Approximately 10 per cent of all breast cancer cases are hereditary, though it's believed that only half of all breast cancer susceptibility genes are known.

In this study, about 20,000 different genes were studied, among 195 breast cancer patients with strong family histories of breast cancer who did not have a mutation in BRCA1 or BRCA2. The patients came from two populations -- a Polish group and a French-Canadian group -- who are genetically very homogenous. Dr. Akbari then led the team that confirmed the association of the identified gene, RECQL, with breast cancer by studying 25,000 more patients and unaffected people from these two populations.

"This study showed that studying specific founder populations like Polish and French-Canadian women is an excellent approach for identifying disease-associated genes," explained Dr.

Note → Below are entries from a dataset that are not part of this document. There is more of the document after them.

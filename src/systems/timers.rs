//! Wall-clock periodic producers and the queue that serializes them into the tick.
//!
//! Timers never touch entities. A firing, whether produced by [`interval_timer_system`] or pushed
//! by a host thread through a [`TimerQueue`] handle, waits in the queue until
//! [`drain_timer_queue_system`] turns it into a [`TimerFired`] event at the start of the update set.

use std::collections::VecDeque;
use std::sync::Arc;

use bevy_ecs::{
    event::{Event, EventWriter},
    resource::Resource,
    system::{Res, ResMut},
};
use parking_lot::Mutex;
use tracing::trace;

use crate::constants::timers;
use crate::events::TimerKind;
use crate::systems::DeltaTime;

/// A timer firing, delivered to the systems that react to it during the tick it was drained.
#[derive(Event, Clone, Copy, Debug, PartialEq, Eq)]
pub struct TimerFired(pub TimerKind);

/// Cloneable, thread-safe handle to the pending timer firings.
#[derive(Resource, Clone, Debug, Default)]
pub struct TimerQueue {
    pending: Arc<Mutex<VecDeque<TimerKind>>>,
}

impl TimerQueue {
    pub fn push(&self, kind: TimerKind) {
        self.pending.lock().push_back(kind);
    }

    /// Removes and returns every pending firing, oldest first.
    pub fn drain(&self) -> Vec<TimerKind> {
        self.pending.lock().drain(..).collect()
    }

    pub fn len(&self) -> usize {
        self.pending.lock().len()
    }

    pub fn is_empty(&self) -> bool {
        self.pending.lock().is_empty()
    }
}

#[derive(Debug, Clone, Copy, PartialEq)]
pub struct IntervalTimer {
    pub kind: TimerKind,
    /// Seconds between firings.
    pub period: f32,
    /// Seconds accumulated toward the next firing.
    pub elapsed: f32,
}

impl IntervalTimer {
    pub fn new(kind: TimerKind, period: f32) -> Self {
        Self {
            kind,
            period,
            elapsed: 0.0,
        }
    }

    /// Accumulates `seconds` and returns how many periods completed.
    ///
    /// Non-finite or negative durations count as zero, so the accumulator always stays finite.
    pub fn advance(&mut self, seconds: f32) -> u32 {
        if seconds.is_finite() && seconds > 0.0 {
            self.elapsed += seconds;
        }
        if self.elapsed < self.period {
            return 0;
        }

        let fired = (self.elapsed / self.period).floor();
        self.elapsed %= self.period;
        fired as u32
    }
}

/// The session's wall-clock timers. They only advance while the session runs.
#[derive(Resource, Debug, Clone, PartialEq)]
pub struct IntervalTimers(pub [IntervalTimer; 3]);

impl Default for IntervalTimers {
    fn default() -> Self {
        Self([
            IntervalTimer::new(TimerKind::Difficulty, timers::DIFFICULTY_PERIOD),
            IntervalTimer::new(TimerKind::HealthPack, timers::HEALTH_PACK_PERIOD),
            IntervalTimer::new(TimerKind::Boss, timers::BOSS_PERIOD),
        ])
    }
}

pub fn interval_timer_system(dt: Res<DeltaTime>, mut intervals: ResMut<IntervalTimers>, queue: Res<TimerQueue>) {
    for timer in intervals.0.iter_mut() {
        for _ in 0..timer.advance(dt.seconds) {
            trace!(kind = ?timer.kind, "Interval timer fired");
            queue.push(timer.kind);
        }
    }
}

pub fn drain_timer_queue_system(queue: Res<TimerQueue>, mut events: EventWriter<TimerFired>) {
    for kind in queue.drain() {
        events.write(TimerFired(kind));
    }
}
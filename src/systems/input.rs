use bevy_ecs::{event::EventWriter, resource::Resource, system::Res};
use bitflags::bitflags;
use glam::Vec2;

use crate::events::GameCommand;
use crate::systems::SessionState;

bitflags! {
    /// Buttons held or pressed during the tick the snapshot was taken.
    #[derive(Default, Clone, Copy, Debug, PartialEq, Eq, Hash)]
    pub struct Buttons: u16 {
        const UP = 1 << 0;
        const DOWN = 1 << 1;
        const LEFT = 1 << 2;
        const RIGHT = 1 << 3;
        const RUN = 1 << 4;
        const ATTACK = 1 << 5;
        const SWITCH_WEAPON = 1 << 6;
        const PAUSE = 1 << 7;
        const START = 1 << 8;
    }
}

/// Normalized input for a single tick, produced by whatever captures the raw devices.
///
/// `ATTACK`, `SWITCH_WEAPON`, `PAUSE` and `START` are edge-triggered: the capture layer sets them
/// only on the tick the press happened.
#[derive(Resource, Default, Clone, Copy, Debug, PartialEq)]
pub struct InputSnapshot {
    pub buttons: Buttons,
    /// Where the pointer is, in arena coordinates.
    pub pointer: Vec2,
}

impl InputSnapshot {
    pub fn new(buttons: Buttons, pointer: Vec2) -> Self {
        Self { buttons, pointer }
    }

    /// Per-axis movement intent. Diagonals are not normalized.
    pub fn movement_intent(&self) -> Vec2 {
        let axis = |negative: Buttons, positive: Buttons| {
            (self.buttons.contains(positive) as i8 - self.buttons.contains(negative) as i8) as f32
        };
        Vec2::new(axis(Buttons::LEFT, Buttons::RIGHT), axis(Buttons::UP, Buttons::DOWN))
    }

    pub fn running(&self) -> bool {
        self.buttons.contains(Buttons::RUN)
    }
}

/// Turns the snapshot's edge-triggered buttons into commands.
///
/// Gameplay commands are only produced while the session is running, so nothing issued during a
/// pause can fire once it resumes.
pub fn input_system(input: Res<InputSnapshot>, state: Res<SessionState>, mut writer: EventWriter<GameCommand>) {
    let buttons = input.buttons;

    if buttons.contains(Buttons::START) && *state == SessionState::NotStarted {
        writer.write(GameCommand::Start);
    }
    if buttons.contains(Buttons::PAUSE) && matches!(*state, SessionState::Running | SessionState::Paused) {
        writer.write(GameCommand::TogglePause);
    }

    if *state != SessionState::Running {
        return;
    }
    if buttons.contains(Buttons::SWITCH_WEAPON) {
        writer.write(GameCommand::SwitchWeapon);
    }
    if buttons.contains(Buttons::ATTACK) {
        writer.write(GameCommand::Attack { target: input.pointer });
    }
}
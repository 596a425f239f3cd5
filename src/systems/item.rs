//! Health packs: placement, pickup, and healing.

use bevy_ecs::{
    entity::Entity,
    event::{EventReader, EventWriter},
    query::{With, Without},
    system::{Commands, Query, Res, ResMut},
};
use glam::Vec2;
use rand::Rng;
use tracing::{debug, warn};

use crate::constants::{player, spawn};
use crate::events::{GameEvent, TimerKind};
use crate::systems::collision::{check_collision, Aabb};
use crate::systems::{
    Arena, Collider, Health, HealthPack, HealthPackBundle, PlayerControlled, Position, SafeZone, SimRng, TimerFired,
};

/// Samples a spot for a health pack that does not touch the safe zone, active or not.
///
/// Returns `None` when sampling is exhausted.
pub fn find_pack_point(rng: &mut impl Rng, arena: &Arena, zone: &SafeZone) -> Option<Vec2> {
    let size = Vec2::splat(spawn::HEALTH_PACK_SIZE);
    let area = (arena.size - size).max(Vec2::ZERO);

    (0..spawn::MAX_PLACEMENT_ATTEMPTS)
        .map(|_| Vec2::new(rng.random_range(0.0..=area.x), rng.random_range(0.0..=area.y)))
        .find(|candidate| !zone.bounds.overlaps(&Aabb::new(*candidate, size)))
}

pub fn health_pack_spawn_system(
    mut commands: Commands,
    mut fired: EventReader<TimerFired>,
    mut rng: ResMut<SimRng>,
    arena: Res<Arena>,
    zone: Res<SafeZone>,
    mut events: EventWriter<GameEvent>,
) {
    for _ in fired.read().filter(|timer| timer.0 == TimerKind::HealthPack) {
        let Some(position) = find_pack_point(&mut rng.0, &arena, &zone) else {
            warn!("No room for a health pack, skipping");
            continue;
        };

        commands.spawn(HealthPackBundle::new(position));
        events.write(GameEvent::HealthPackSpawned { position });
        debug!(?position, "Health pack spawned");
    }
}

/// Heals a live player touching a health pack, capped at full health, and removes the pack.
pub fn health_pack_collection_system(
    mut commands: Commands,
    mut players: Query<(&Position, &Collider, &mut Health), With<PlayerControlled>>,
    packs: Query<(Entity, &Position, &Collider), (With<HealthPack>, Without<PlayerControlled>)>,
    mut events: EventWriter<GameEvent>,
) {
    let Ok((player_position, player_collider, mut health)) = players.single_mut() else {
        return;
    };

    for (entity, position, collider) in packs.iter() {
        if !health.is_alive() || !check_collision(player_position, player_collider, position, collider) {
            continue;
        }

        health.0 = (health.0 + spawn::HEALTH_PACK_HEAL).min(player::MAX_HEALTH);
        commands.entity(entity).despawn();
        events.write(GameEvent::HealthPackCollected { health: health.0 });
        debug!(health = health.0, "Health pack collected");
    }
}
use bevy_ecs::{
    event::{EventReader, EventWriter},
    query::With,
    resource::Resource,
    system::{Query, Res, ResMut},
};
use tracing::info;

use crate::events::{GameCommand, GameEvent};
use crate::systems::{Health, PlayerControlled, ScoreResource};

/// The session lifecycle. Only `Running` advances the simulation.
#[derive(Resource, Debug, Clone, Copy, PartialEq, Eq, Default)]
pub enum SessionState {
    #[default]
    NotStarted,
    Running,
    Paused,
    /// Terminal. Only a full session reset leaves it.
    GameOver,
}

impl SessionState {
    pub fn is_running(&self) -> bool {
        matches!(self, SessionState::Running)
    }
}

/// Run condition for every gameplay system.
pub fn session_running(state: Res<SessionState>) -> bool {
    state.is_running()
}

pub fn handle_session_command(
    mut commands: EventReader<GameCommand>,
    mut state: ResMut<SessionState>,
    mut events: EventWriter<GameEvent>,
) {
    for command in commands.read() {
        match (command, *state) {
            (GameCommand::Start, SessionState::NotStarted) => {
                info!("Session started");
                *state = SessionState::Running;
                events.write(GameEvent::SessionStarted);
            }
            (GameCommand::TogglePause, SessionState::Running) => {
                info!("Session paused");
                *state = SessionState::Paused;
                events.write(GameEvent::Paused);
            }
            (GameCommand::TogglePause, SessionState::Paused) => {
                info!("Session resumed");
                *state = SessionState::Running;
                events.write(GameEvent::Resumed);
            }
            _ => {}
        }
    }
}

/// Ends the session once the player's health is gone.
pub fn game_over_system(
    player: Query<&Health, With<PlayerControlled>>,
    score: Res<ScoreResource>,
    mut state: ResMut<SessionState>,
    mut events: EventWriter<GameEvent>,
) {
    if !state.is_running() {
        return;
    }
    let Ok(health) = player.single() else {
        return;
    };

    if !health.is_alive() {
        info!(score = score.0, "Player died, game over");
        *state = SessionState::GameOver;
        events.write(GameEvent::GameOver { score: score.0 });
    }
}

Narod, director of the familial breast cancer research unit at Women's College Research Institute and a professor with the Dalla Lana School of Public Health at the University of Toronto and coauthor on the study.

Specific, recurrent RECQL mutations within both the Polish and French-Canadian populations were identified in this study. Within the Polish group, one type of RECQL mutation showed a five-fold increased risk for developing breast cancer compared to individuals without a mutation. Meanwhile, within the French-Canadian population, another type of RECQL mutation occurred 50 times more frequently among familial breast cancer patients, compared to population controls.

Though RECQL mutations appeared to be quite rare, the authors observed a very high penetrance rate - that is, in the populations studied they estimate that up to one-half of women who have a mutation are destined to get breast cancer. They expect that women from other countries will be studied shortly.

Dr. Akbari also supports the value of screening all women with breast cancer for genetic mutations, such as those occurring in RECQL. Based on a woman's genetic profile, appropriate targeted therapies could be selected. "In the future, we might be able to select or develop treatments that can work around or correct relevant genetic mutations that are linked to breast cancer," explained Dr. Akbari. "This opens the door for new and better ways of approaching treatment."